1.3 THIRD PARTY DESIGNS. With respect to the licenses granted hereunder, and
except as provided otherwise in Section 1.2.4, a license to a LICENSED
PARTY, "to use, sell, lease, offer for sale, import, or otherwise
dispose of" PRODUCTS:
1.3.1 does not include any right for the LICENSED PARTY to act as a
sales agent, commission agent, sales representative, broker or
factor of products made by third parties; and
1.3.2 does not include any right for a LICENSED PARTY to act as a
distributor or reseller of products made by third parties.
1.4 GENERAL EXCLUSIONS.
1.4.1 Nothing in this Agreement shall be construed or interpreted as an
agreement to bring or prosecute actions or suits against third
parties for infringement or conferring any right to bring or
prosecute actions or suits against third parties for infringement.

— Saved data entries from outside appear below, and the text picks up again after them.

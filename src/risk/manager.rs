//! Portfolio risk manager
//!
//! Tracks capital, exposure and the day's results, and gates every order.
//! Exposure here is a view reconciled from the engine's position table.

use super::{DailySummary, Halt, HaltReason, RiskLimits, RiskRejection, RiskSnapshot, TradeApproval};
use crate::config::RiskConfig;
use crate::position::Position;
use crate::telemetry::{self, GaugeMetric};
use chrono::{DateTime, Duration, NaiveDate, Utc};
use rust_decimal::prelude::ToPrimitive;
use rust_decimal::Decimal;
use std::collections::HashMap;

#[derive(Debug, Clone)]
struct TrackedExposure {
    market_id: String,
    value: Decimal,
}

/// Capital, exposure, daily counters and circuit breakers
#[derive(Debug)]
pub struct PortfolioRiskManager {
    limits: RiskLimits,
    /// Equity: free cash plus capital deployed at cost
    capital: Decimal,
    day: NaiveDate,
    day_start_capital: Decimal,
    daily_pnl: Decimal,
    trades_today: u32,
    wins_today: u32,
    losses_today: u32,
    consecutive_losses: u32,
    consecutive_wins: u32,
    halt: Option<Halt>,
    exposure: HashMap<String, TrackedExposure>,
}

impl PortfolioRiskManager {
    pub fn new(config: &RiskConfig, now: DateTime<Utc>) -> Self {
        Self::with_limits(RiskLimits::from(config), config.initial_capital, now)
    }

    pub fn with_limits(limits: RiskLimits, capital: Decimal, now: DateTime<Utc>) -> Self {
        Self {
            limits,
            capital,
            day: now.date_naive(),
            day_start_capital: capital,
            daily_pnl: Decimal::ZERO,
            trades_today: 0,
            wins_today: 0,
            losses_today: 0,
            consecutive_losses: 0,
            consecutive_wins: 0,
            halt: None,
            exposure: HashMap::new(),
        }
    }

    pub fn capital(&self) -> Decimal {
        self.capital
    }

    pub fn total_exposure(&self) -> Decimal {
        self.exposure.values().map(|e| e.value).sum()
    }

    fn market_exposure(&self, market_id: &str) -> Decimal {
        self.exposure
            .values()
            .filter(|e| e.market_id == market_id)
            .map(|e| e.value)
            .sum()
    }

    /// Deployed share of capital
    pub fn heat(&self) -> Decimal {
        if self.capital <= Decimal::ZERO {
            return Decimal::ZERO;
        }
        self.total_exposure() / self.capital
    }

    pub fn trades_today(&self) -> u32 {
        self.trades_today
    }

    /// Pre-trade check for an order worth `proposed` USDC on `market_id`
    pub fn check_can_trade(
        &mut self,
        proposed: Decimal,
        market_id: &str,
        now: DateTime<Utc>,
    ) -> TradeApproval {
        self.roll_day(now);
        let max_size = self.limits.max_position_size(self.capital);

        if let Err(reason) = self.check_halt(now) {
            return TradeApproval::reject(reason, max_size);
        }

        if self.capital < self.limits.min_capital {
            return TradeApproval::reject(RiskRejection::InsufficientCapital(self.capital), max_size);
        }

        let drawdown = self.daily_drawdown();
        if drawdown >= self.limits.max_daily_drawdown {
            self.start_halt(
                HaltReason::DailyDrawdown(drawdown),
                Duration::seconds(self.limits.drawdown_halt_secs),
                true,
                now,
            );
            return TradeApproval::reject(RiskRejection::DailyDrawdown(drawdown), max_size);
        }

        if self.consecutive_losses >= self.limits.consecutive_loss_limit {
            let streak = self.consecutive_losses;
            self.start_halt(
                HaltReason::ConsecutiveLosses(streak),
                Duration::seconds(self.limits.loss_streak_halt_secs),
                false,
                now,
            );
            return TradeApproval::reject(RiskRejection::LossStreak(streak), max_size);
        }

        let usable = self.capital * self.limits.max_capital_fraction;
        if proposed > usable {
            return TradeApproval::reject(
                RiskRejection::ExceedsCapital {
                    size: proposed,
                    usable,
                },
                max_size,
            );
        }

        if proposed > max_size && !self.limits.is_minimum_order(proposed) {
            return TradeApproval::reject(
                RiskRejection::PositionTooLarge {
                    size: proposed,
                    max: max_size,
                },
                max_size,
            );
        }

        let ceiling = self.limits.heat_ceiling(self.capital);
        let heat = (self.total_exposure() + proposed) / self.capital;
        if heat > ceiling {
            return TradeApproval::reject(RiskRejection::HeatExceeded { heat, ceiling }, max_size);
        }

        if self.capital >= self.limits.market_exposure_floor {
            let exposure = (self.market_exposure(market_id) + proposed) / self.capital;
            if exposure > self.limits.max_market_exposure {
                return TradeApproval::reject(
                    RiskRejection::MarketExposure {
                        market: market_id.to_string(),
                        exposure,
                        limit: self.limits.max_market_exposure,
                    },
                    max_size,
                );
            }
        }

        TradeApproval::approve(max_size)
    }

    /// Active halt, clearing it first if it has expired
    fn check_halt(&mut self, now: DateTime<Utc>) -> Result<(), RiskRejection> {
        let Some(halt) = &self.halt else {
            return Ok(());
        };
        if halt.expires_at > now {
            return Err(RiskRejection::Halted {
                reason: halt.reason.clone(),
                until: halt.expires_at,
            });
        }

        tracing::info!(reason = ?halt.reason, "Trading halt expired");
        if matches!(halt.reason, HaltReason::ConsecutiveLosses(_)) {
            self.consecutive_losses = 0;
        }
        self.halt = None;
        Ok(())
    }

    fn start_halt(&mut self, reason: HaltReason, duration: Duration, daily: bool, now: DateTime<Utc>) {
        let expires_at = now + duration;
        tracing::warn!(reason = ?reason, until = %expires_at, "Trading halted");
        self.halt = Some(Halt {
            reason,
            expires_at,
            daily,
        });
    }

    fn daily_drawdown(&self) -> Decimal {
        if self.day_start_capital <= Decimal::ZERO || self.daily_pnl >= Decimal::ZERO {
            return Decimal::ZERO;
        }
        -self.daily_pnl / self.day_start_capital
    }

    /// Track a newly opened position's cost
    pub fn record_open(&mut self, token_id: &str, market_id: &str, value: Decimal) {
        let entry = self
            .exposure
            .entry(token_id.to_string())
            .or_insert_with(|| TrackedExposure {
                market_id: market_id.to_string(),
                value: Decimal::ZERO,
            });
        entry.value += value;
        self.trades_today += 1;
        self.publish();
    }

    /// Book a closed position's realized P&L
    pub fn record_trade_result(
        &mut self,
        token_id: &str,
        market_id: &str,
        profit: Decimal,
        now: DateTime<Utc>,
    ) {
        self.roll_day(now);
        self.exposure.remove(token_id);
        self.capital += profit;
        self.daily_pnl += profit;

        if profit > Decimal::ZERO {
            self.wins_today += 1;
            self.consecutive_wins += 1;
            self.consecutive_losses = 0;
            if matches!(
                self.halt.as_ref().map(|h| &h.reason),
                Some(HaltReason::ConsecutiveLosses(_))
            ) {
                tracing::info!("Loss-streak halt cleared by a win");
                self.halt = None;
            }
        } else {
            self.losses_today += 1;
            self.consecutive_losses += 1;
            self.consecutive_wins = 0;
        }

        tracing::info!(
            token_id,
            market = market_id,
            profit = %profit,
            capital = %self.capital,
            streak = self.consecutive_losses,
            "Trade result recorded"
        );
        self.publish();
    }

    /// Rebuild the exposure view from the position table
    pub fn reconcile(&mut self, positions: &[Position]) {
        self.exposure = positions
            .iter()
            .map(|p| {
                (
                    p.token_id.clone(),
                    TrackedExposure {
                        market_id: p.market_id.clone(),
                        value: p.cost_basis(),
                    },
                )
            })
            .collect();
        self.publish();
    }

    /// Replace capital with the venue's equity figure
    pub fn sync_capital(&mut self, equity: Decimal) {
        if equity != self.capital {
            tracing::debug!(old = %self.capital, new = %equity, "Capital synced");
            self.capital = equity;
            self.publish();
        }
    }

    /// Reset counters at UTC midnight, returning the finished day's summary
    pub fn roll_day(&mut self, now: DateTime<Utc>) -> Option<DailySummary> {
        let today = now.date_naive();
        if today <= self.day {
            return None;
        }

        let decided = self.wins_today + self.losses_today;
        let summary = DailySummary {
            date: self.day,
            trades: self.trades_today,
            wins: self.wins_today,
            losses: self.losses_today,
            win_rate: if decided == 0 {
                Decimal::ZERO
            } else {
                Decimal::from(self.wins_today) / Decimal::from(decided)
            },
            pnl: self.daily_pnl,
            roi: if self.day_start_capital.is_zero() {
                Decimal::ZERO
            } else {
                self.daily_pnl / self.day_start_capital
            },
            start_capital: self.day_start_capital,
            end_capital: self.capital,
        };
        tracing::info!(
            date = %summary.date,
            trades = summary.trades,
            wins = summary.wins,
            losses = summary.losses,
            win_rate = %summary.win_rate.round_dp(3),
            pnl = %summary.pnl,
            roi = %summary.roi.round_dp(4),
            start_capital = %summary.start_capital,
            end_capital = %summary.end_capital,
            "Daily summary"
        );

        self.day = today;
        self.day_start_capital = self.capital;
        self.daily_pnl = Decimal::ZERO;
        self.trades_today = 0;
        self.wins_today = 0;
        self.losses_today = 0;
        if self.halt.as_ref().is_some_and(|h| h.daily) {
            tracing::info!("Daily halt cleared at day rollover");
            self.halt = None;
        }
        self.publish();

        Some(summary)
    }

    pub fn snapshot(&self) -> RiskSnapshot {
        RiskSnapshot {
            capital: self.capital,
            total_exposure: self.total_exposure(),
            heat: self.heat(),
            daily_pnl: self.daily_pnl,
            trades_today: self.trades_today,
            wins_today: self.wins_today,
            losses_today: self.losses_today,
            consecutive_losses: self.consecutive_losses,
            halt: self.halt.clone(),
        }
    }

    fn publish(&self) {
        let f = |d: Decimal| d.to_f64().unwrap_or_default();
        telemetry::set_gauge(GaugeMetric::Capital, f(self.capital));
        telemetry::set_gauge(GaugeMetric::TotalExposure, f(self.total_exposure()));
        telemetry::set_gauge(GaugeMetric::Heat, f(self.heat()));
        telemetry::set_gauge(GaugeMetric::DailyPnl, f(self.daily_pnl));
    }
}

1.4.2 Specifically excluded from the grants of licenses pursuant to this
Agreement, is any license, direct Or implied, under the U.S.
Semiconductor Chip Protection Act of 1984, or under the Japanese
Law Concerning Semiconductor Integrated Circuit Layouts of 1985,
or under any other corresponding legislation of any other country.
1.4.3 Specifically excluded from the grants of licenses pursuant to this
Agreement, is any license, direct or implied, under any
copyrights, trademarks, service marks, trade names, trade dress,
or trade secrets.
1.4.4 Specifically excluded from the grants of licenses pursuant to this
Agreement is any license, direct or implied, under any design
PATENTS except for any design PATENTS for packaging, modules, or
housing, for PRODUCTS.
1.4.5 Specifically excluded from the grants of licenses pursuant to this
Agreement is any right to sublicense.
2 RELEASES
ITeX agrees to grant the releases set forth below and shall enjoy the release granted by TI below all in accordance with the License Agreement:
2.1 UMC SPINOFF hereby releases, acquits and forever discharges each TI
ENTITY which is a TI ENTITY on or as of the EFFECTIVE DATE from any and
all claims or liability for infringement or alleged infringement of any
SPINOFF PATENTS under which a license is herein granted by UMC SPINOFF,
with respect to performance by any such TI ENTITY, prior to the
EFFECTIVE DATE, of acts which if performed on or after the EFFECTIVE
DATE would be acts licensed hereunder.
2.2 Each TI ENTITY which is a TI ENTITY on or as of the EFFECTIVE DATE hereby
releases, acquits and forever discharges UMC SPINOFF from any and all
claims or liability for infringement or alleged infringement of any TI
PATENTS under which a license is herein granted by any such TI ENTITY, with
respect to performance by UMC SPINOFF, prior to the EFFECTIVE DATE, of acts
which if performed on or after the EFFECTIVE DATE would be acts licensed
2.3 UMC SPINOFF hereby waives any and all claims or liability for
infringement or alleged infringement which UMC SPINOFF itself may have
against any TI ENTITY which is a TI ENTITY on or as of the EFFECTIVE
DATE, based on any SPINOFF-PARTICIPATION PATENT with respect to
performance by any such TI ENTITY, prior to the EFFECTIVE DATE, of acts
which if performed on or after the EFFECTIVE DATE would be acts
licensed hereunder, and UMC SPINOFF agrees to release each such TI ENTITY
from any and all such claims or liability to the extent UMC SPINOFF has or
later acquires the legal right to grant such a release.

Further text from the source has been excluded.